§ **Your goal**: Starting at the first line of the data below, repeat each line word for word up to and including the line with "use crate::error::RefinementStalled;".

________________________________________

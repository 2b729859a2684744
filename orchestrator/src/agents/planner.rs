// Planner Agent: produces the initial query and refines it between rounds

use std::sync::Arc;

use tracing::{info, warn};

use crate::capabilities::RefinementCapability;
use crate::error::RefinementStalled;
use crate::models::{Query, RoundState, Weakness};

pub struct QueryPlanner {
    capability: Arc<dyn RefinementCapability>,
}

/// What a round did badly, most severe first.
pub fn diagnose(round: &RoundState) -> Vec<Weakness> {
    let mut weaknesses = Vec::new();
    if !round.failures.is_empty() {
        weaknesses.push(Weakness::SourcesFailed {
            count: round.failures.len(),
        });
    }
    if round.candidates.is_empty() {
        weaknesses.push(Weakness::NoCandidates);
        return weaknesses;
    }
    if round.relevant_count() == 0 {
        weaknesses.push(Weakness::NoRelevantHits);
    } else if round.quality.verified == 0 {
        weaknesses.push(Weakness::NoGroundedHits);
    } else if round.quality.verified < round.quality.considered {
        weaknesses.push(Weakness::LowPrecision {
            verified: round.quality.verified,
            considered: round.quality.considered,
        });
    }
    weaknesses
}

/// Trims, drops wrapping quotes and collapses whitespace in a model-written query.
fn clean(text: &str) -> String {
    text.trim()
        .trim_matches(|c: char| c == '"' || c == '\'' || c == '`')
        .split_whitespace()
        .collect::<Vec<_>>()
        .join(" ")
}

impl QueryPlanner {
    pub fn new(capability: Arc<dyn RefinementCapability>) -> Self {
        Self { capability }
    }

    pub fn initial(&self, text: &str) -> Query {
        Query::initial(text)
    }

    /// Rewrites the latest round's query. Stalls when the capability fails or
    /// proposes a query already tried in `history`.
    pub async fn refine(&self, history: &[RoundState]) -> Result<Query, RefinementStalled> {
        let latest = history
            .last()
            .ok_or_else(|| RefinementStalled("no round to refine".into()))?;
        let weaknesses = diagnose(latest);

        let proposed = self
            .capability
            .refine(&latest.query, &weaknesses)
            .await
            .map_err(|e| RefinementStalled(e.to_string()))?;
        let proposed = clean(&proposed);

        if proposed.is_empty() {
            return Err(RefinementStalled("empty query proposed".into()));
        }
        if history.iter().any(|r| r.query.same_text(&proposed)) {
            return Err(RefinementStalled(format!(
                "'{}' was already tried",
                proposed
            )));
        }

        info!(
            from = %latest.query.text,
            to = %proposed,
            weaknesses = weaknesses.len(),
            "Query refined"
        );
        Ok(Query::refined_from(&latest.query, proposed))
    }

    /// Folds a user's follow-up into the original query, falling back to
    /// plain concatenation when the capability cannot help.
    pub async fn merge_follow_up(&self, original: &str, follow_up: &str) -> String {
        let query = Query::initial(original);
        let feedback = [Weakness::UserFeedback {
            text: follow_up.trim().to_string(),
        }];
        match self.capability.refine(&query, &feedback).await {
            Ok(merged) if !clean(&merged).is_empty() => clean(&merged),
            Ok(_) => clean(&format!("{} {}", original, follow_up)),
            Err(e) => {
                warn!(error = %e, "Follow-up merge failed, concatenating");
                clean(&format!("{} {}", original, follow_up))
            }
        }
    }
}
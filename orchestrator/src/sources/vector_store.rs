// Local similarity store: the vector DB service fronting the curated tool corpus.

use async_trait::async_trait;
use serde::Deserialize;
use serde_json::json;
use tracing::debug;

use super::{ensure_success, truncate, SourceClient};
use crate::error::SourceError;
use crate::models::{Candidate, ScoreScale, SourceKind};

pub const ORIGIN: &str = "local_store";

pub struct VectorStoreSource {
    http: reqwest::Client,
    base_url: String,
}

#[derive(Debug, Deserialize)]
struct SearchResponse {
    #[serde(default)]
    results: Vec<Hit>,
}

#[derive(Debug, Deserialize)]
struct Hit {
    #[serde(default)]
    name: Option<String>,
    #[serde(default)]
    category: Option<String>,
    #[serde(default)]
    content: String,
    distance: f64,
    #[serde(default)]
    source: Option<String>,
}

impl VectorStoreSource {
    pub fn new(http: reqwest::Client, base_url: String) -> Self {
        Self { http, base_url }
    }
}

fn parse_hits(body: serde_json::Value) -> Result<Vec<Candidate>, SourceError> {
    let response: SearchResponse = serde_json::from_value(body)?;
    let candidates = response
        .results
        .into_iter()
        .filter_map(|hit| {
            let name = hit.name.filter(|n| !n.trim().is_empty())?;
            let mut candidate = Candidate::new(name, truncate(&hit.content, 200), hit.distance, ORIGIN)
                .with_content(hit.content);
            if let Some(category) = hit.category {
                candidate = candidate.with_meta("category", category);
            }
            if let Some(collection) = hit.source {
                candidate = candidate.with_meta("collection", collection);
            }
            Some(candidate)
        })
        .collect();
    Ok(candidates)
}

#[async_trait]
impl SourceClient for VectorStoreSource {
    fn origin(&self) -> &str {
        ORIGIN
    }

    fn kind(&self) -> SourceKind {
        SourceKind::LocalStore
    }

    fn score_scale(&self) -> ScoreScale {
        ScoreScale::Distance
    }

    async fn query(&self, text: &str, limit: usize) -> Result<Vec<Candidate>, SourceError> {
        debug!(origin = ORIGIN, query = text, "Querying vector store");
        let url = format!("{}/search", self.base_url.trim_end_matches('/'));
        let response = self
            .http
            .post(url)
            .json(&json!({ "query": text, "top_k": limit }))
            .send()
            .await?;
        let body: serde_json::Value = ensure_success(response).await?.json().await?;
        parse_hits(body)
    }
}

________________________________________

§ **Solved problem**:
repository 2b729859a2684744
filename orchestrator/src/agents/planner.rs
// Planner Agent: produces the initial query and refines it between rounds

use std::sync::Arc;

use tracing::{info, warn};

use crate::capabilities::RefinementCapability;
use crate::error::RefinementStalled;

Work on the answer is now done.